Items from a data source:
┌──
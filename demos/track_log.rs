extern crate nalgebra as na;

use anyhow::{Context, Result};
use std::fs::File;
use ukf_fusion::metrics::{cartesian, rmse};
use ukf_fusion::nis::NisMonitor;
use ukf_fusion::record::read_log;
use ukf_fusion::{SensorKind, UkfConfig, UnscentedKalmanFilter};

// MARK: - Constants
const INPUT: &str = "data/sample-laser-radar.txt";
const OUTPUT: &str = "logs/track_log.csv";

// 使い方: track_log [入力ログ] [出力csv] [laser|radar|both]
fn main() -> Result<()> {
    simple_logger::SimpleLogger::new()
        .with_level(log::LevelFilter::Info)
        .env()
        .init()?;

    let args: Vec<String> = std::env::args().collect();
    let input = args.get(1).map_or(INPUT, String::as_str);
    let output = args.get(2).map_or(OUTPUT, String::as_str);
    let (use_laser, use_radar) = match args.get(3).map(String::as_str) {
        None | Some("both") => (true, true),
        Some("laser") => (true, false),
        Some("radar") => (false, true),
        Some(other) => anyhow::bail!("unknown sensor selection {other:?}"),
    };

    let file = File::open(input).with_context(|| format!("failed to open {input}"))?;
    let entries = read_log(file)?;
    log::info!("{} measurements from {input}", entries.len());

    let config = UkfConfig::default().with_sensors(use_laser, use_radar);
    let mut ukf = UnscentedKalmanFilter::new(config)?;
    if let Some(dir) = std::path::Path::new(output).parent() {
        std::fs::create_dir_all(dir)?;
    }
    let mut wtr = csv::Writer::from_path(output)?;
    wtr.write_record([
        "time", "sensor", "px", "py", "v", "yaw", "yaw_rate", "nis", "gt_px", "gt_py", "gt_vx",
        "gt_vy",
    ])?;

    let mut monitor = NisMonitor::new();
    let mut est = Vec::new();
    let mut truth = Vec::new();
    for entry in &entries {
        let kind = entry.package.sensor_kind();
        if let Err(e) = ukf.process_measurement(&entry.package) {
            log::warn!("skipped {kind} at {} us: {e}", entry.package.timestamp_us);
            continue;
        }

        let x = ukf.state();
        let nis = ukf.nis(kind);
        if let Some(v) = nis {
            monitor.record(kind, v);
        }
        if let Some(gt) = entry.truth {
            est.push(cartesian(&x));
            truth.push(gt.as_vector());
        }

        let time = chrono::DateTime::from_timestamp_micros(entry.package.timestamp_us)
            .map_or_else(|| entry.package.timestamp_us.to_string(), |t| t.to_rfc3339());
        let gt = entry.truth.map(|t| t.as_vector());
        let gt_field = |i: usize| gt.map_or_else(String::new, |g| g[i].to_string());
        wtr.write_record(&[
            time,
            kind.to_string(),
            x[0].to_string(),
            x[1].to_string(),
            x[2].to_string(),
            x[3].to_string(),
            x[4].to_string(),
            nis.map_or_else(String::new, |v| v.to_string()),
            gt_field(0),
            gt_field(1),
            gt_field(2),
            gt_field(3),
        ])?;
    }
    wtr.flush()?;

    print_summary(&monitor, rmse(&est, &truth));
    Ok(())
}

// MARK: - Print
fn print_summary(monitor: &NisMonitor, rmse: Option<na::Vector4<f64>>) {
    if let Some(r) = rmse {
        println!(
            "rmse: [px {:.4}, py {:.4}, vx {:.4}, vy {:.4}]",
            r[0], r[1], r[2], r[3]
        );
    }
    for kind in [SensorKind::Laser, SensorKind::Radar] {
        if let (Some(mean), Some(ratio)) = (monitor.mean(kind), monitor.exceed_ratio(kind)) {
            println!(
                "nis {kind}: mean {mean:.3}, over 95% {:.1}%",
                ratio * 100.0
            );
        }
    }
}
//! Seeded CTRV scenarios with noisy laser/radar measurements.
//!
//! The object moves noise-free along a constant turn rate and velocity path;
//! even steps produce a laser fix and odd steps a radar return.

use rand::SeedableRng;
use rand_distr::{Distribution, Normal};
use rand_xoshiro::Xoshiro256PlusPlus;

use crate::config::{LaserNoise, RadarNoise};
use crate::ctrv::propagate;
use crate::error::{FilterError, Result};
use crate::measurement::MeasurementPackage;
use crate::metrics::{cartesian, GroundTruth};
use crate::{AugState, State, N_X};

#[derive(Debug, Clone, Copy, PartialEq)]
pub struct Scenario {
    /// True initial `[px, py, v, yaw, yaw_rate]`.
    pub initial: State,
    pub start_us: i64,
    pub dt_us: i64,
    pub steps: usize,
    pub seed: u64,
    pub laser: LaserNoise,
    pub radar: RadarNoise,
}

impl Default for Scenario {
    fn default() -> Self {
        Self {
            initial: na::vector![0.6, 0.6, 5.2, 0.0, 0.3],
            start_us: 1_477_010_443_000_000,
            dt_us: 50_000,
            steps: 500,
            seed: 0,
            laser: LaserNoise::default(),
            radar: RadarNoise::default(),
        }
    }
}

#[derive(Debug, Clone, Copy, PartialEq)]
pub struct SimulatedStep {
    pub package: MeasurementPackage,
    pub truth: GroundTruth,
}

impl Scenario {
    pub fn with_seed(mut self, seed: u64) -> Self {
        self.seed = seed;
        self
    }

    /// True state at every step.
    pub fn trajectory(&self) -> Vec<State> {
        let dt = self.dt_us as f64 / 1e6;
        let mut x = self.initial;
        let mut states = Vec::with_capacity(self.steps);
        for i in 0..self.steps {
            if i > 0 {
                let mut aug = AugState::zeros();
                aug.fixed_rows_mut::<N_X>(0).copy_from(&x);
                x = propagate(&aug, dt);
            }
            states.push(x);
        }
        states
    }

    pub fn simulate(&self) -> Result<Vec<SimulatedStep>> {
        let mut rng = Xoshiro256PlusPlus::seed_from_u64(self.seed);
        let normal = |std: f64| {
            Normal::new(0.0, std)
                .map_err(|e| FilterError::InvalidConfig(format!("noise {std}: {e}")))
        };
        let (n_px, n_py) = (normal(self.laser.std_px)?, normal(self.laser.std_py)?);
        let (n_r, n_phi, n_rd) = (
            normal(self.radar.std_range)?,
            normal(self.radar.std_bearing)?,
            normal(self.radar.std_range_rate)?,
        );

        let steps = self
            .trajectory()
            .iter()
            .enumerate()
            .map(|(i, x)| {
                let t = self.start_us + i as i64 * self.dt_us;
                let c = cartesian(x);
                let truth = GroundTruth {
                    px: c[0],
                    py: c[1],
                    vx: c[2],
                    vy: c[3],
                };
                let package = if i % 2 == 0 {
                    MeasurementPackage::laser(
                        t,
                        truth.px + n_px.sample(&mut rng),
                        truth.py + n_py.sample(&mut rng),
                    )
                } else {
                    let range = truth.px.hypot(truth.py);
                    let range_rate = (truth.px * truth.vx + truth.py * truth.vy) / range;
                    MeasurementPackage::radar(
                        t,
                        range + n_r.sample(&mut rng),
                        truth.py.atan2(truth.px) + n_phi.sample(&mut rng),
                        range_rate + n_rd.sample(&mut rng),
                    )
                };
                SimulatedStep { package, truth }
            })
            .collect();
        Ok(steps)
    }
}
└──
Task item: Print all of the data exactly as it was given.

Response to this exercise:
filename demos/track_log.rs
extern crate nalgebra as na;

use anyhow::{Context, Result};
use std::fs::File;
use ukf_fusion::metrics::{cartesian, rmse};
use ukf_fusion::nis::NisMonitor;
use ukf_fusion::record::read_log;
use ukf_fusion::{SensorKind, UkfConfig, UnscentedKalmanFilter};

// MARK: - Constants
const INPUT: &str = "data/sample-laser-radar.txt";
const OUTPUT: &str = "logs/track_log.csv";

// 使い方: track_log [入力ログ] [出力csv] [laser|radar|both]
fn main() -> Result<()> {
    simple_logger::SimpleLogger::new()
        .with_level(log::LevelFilter::Info)
        .env()
        .init()?;

    let args: Vec<String> = std::env::args().collect();
    let input = args.get(1).map_or(INPUT, String::as_str);
    let output = args.get(2).map_or(OUTPUT, String::as_str);
    let (use_laser, use_radar) = match args.get(3).map(String::as_str) {
        None | Some("both") => (true, true),
        Some("laser") => (true, false),
        Some("radar") => (false, true),
        Some(other) => anyhow::bail!("unknown sensor selection {other:?}"),
    };

    let file = File::open(input).with_context(|| format!("failed to open {input}"))?;
    let entries = read_log(file)?;
    log::info!("{} measurements from {input}", entries.len());

    let config = UkfConfig::default().with_sensors(use_laser, use_radar);
    let mut ukf = UnscentedKalmanFilter::new(config)?;
    if let Some(dir) = std::path::Path::new(output).parent() {
        std::fs::create_dir_all(dir)?;
    }
    let mut wtr = csv::Writer::from_path(output)?;
    wtr.write_record([
        "time", "sensor", "px", "py", "v", "yaw", "yaw_rate", "nis", "gt_px", "gt_py", "gt_vx",
        "gt_vy",
    ])?;

    let mut monitor = NisMonitor::new();
    let mut est = Vec::new();
    let mut truth = Vec::new();
    for entry in &entries {
        let kind = entry.package.sensor_kind();
        if let Err(e) = ukf.process_measurement(&entry.package) {
            log::warn!("skipped {kind} at {} us: {e}", entry.package.timestamp_us);
            continue;
        }

        let x = ukf.state();
        let nis = ukf.nis(kind);
        if let Some(v) = nis {
            monitor.record(kind, v);
        }
        if let Some(gt) = entry.truth {
            est.push(cartesian(&x));
            truth.push(gt.as_vector());
        }

        let time = chrono::DateTime::from_timestamp_micros(entry.package.timestamp_us)
            .map_or_else(|| entry.package.timestamp_us.to_string(), |t| t.to_rfc3339());
        let gt = entry.truth.map(|t| t.as_vector());
        let gt_field = |i: usize| gt.map_or_else(String::new, |g| g[i].to_string());
        wtr.write_record(&[
            time,
            kind.to_string(),
            x[0].to_string(),
            x[1].to_string(),
            x[2].to_string(),
            x[3].to_string(),
            x[4].to_string(),
            nis.map_or_else(String::new, |v| v.to_string()),
            gt_field(0),
            gt_field(1),
            gt_field(2),
            gt_field(3),
        ])?;
    }
    wtr.flush()?;

    print_summary(&monitor, rmse(&est, &truth));
    Ok(())
}

// MARK: - Print
fn print_summary(monitor: &NisMonitor, rmse: Option<na::Vector4<f64>>) {
    if let Some(r) = rmse {
        println!(
            "rmse: [px {:.4}, py {:.4}, vx {:.4}, vy {:.4}]",
            r[0], r[1], r[2], r[3]
        );
    }
    for kind in [SensorKind::Laser, SensorKind::Radar] {
        if let (Some(mean), Some(ratio)) = (monitor.mean(kind), monitor.exceed_ratio(kind)) {
            println!(
                "nis {kind}: mean {mean:.3}, over 95% {:.1}%",
                ratio * 100.0
            );
        }
    }
}
//! Seeded CTRV scenarios with noisy laser/radar measurements.
//!
//! The object moves noise-free along a constant turn rate and velocity path;
//! even steps produce a laser fix and odd steps a radar return.

use rand::SeedableRng;
use rand_distr::{Distribution, Normal};
use rand_xoshiro::Xoshiro256PlusPlus;

use crate::config::{LaserNoise, RadarNoise};
use crate::ctrv::propagate;
use crate::error::{FilterError, Result};
use crate::measurement::MeasurementPackage;
use crate::metrics::{cartesian, GroundTruth};
use crate::{AugState, State, N_X};

#[derive(Debug, Clone, Copy, PartialEq)]
pub struct Scenario {
    /// True initial `[px, py, v, yaw, yaw_rate]`.
    pub initial: State,
    pub start_us: i64,
    pub dt_us: i64,
    pub steps: usize,
    pub seed: u64,
    pub laser: LaserNoise,
    pub radar: RadarNoise,
}

impl Default for Scenario {
    fn default() -> Self {
        Self {
            initial: na::vector![0.6, 0.6, 5.2, 0.0, 0.3],
            start_us: 1_477_010_443_000_000,
            dt_us: 50_000,
            steps: 500,
            seed: 0,
            laser: LaserNoise::default(),
            radar: RadarNoise::default(),
        }
    }
}

#[derive(Debug, Clone, Copy, PartialEq)]
pub struct SimulatedStep {
    pub package: MeasurementPackage,
    pub truth: GroundTruth,
}

impl Scenario {
    pub fn with_seed(mut self, seed: u64) -> Self {
        self.seed = seed;
        self
    }

    /// True state at every step.
    pub fn trajectory(&self) -> Vec<State> {
        let dt = self.dt_us as f64 / 1e6;
        let mut x = self.initial;
        let mut states = Vec::with_capacity(self.steps);
        for i in 0..self.steps {
            if i > 0 {
                let mut aug = AugState::zeros();
                aug.fixed_rows_mut::<N_X>(0).copy_from(&x);
                x = propagate(&aug, dt);
            }
            states.push(x);
        }
        states
    }

    pub fn simulate(&self) -> Result<Vec<SimulatedStep>> {
        let mut rng = Xoshiro256PlusPlus::seed_from_u64(self.seed);
        let normal = |std: f64| {
            Normal::new(0.0, std)
                .map_err(|e| FilterError::InvalidConfig(format!("noise {std}: {e}")))
        };
        let (n_px, n_py) = (normal(self.laser.std_px)?, normal(self.laser.std_py)?);
        let (n_r, n_phi, n_rd) = (
            normal(self.radar.std_range)?,
            normal(self.radar.std_bearing)?,
            normal(self.radar.std_range_rate)?,
        );

        let steps = self
            .trajectory()
            .iter()
            .enumerate()
            .map(|(i, x)| {
                let t = self.start_us + i as i64 * self.dt_us;
                let c = cartesian(x);
                let truth = GroundTruth {
                    px: c[0],
                    py: c[1],
                    vx: c[2],
                    vy: c[3],
                };
                let package = if i % 2 == 0 {
                    MeasurementPackage::laser(
                        t,
                        truth.px + n_px.sample(&mut rng),
                        truth.py + n_py.sample(&mut rng),
                    )
                } else {
                    let range = truth.px.hypot(truth.py);
                    let range_rate = (truth.px * truth.vx + truth.py * truth.vy) / range;
                    MeasurementPackage::radar(
                        t,
                        range + n_r.sample(&mut rng),
                        truth.py.atan2(truth.px) + n_phi.sample(&mut rng),
                        range_rate + n_rd.sample(&mut rng),
                    )
                };
                SimulatedStep { package, truth }
            })
            .collect();
        Ok(steps)
    }
}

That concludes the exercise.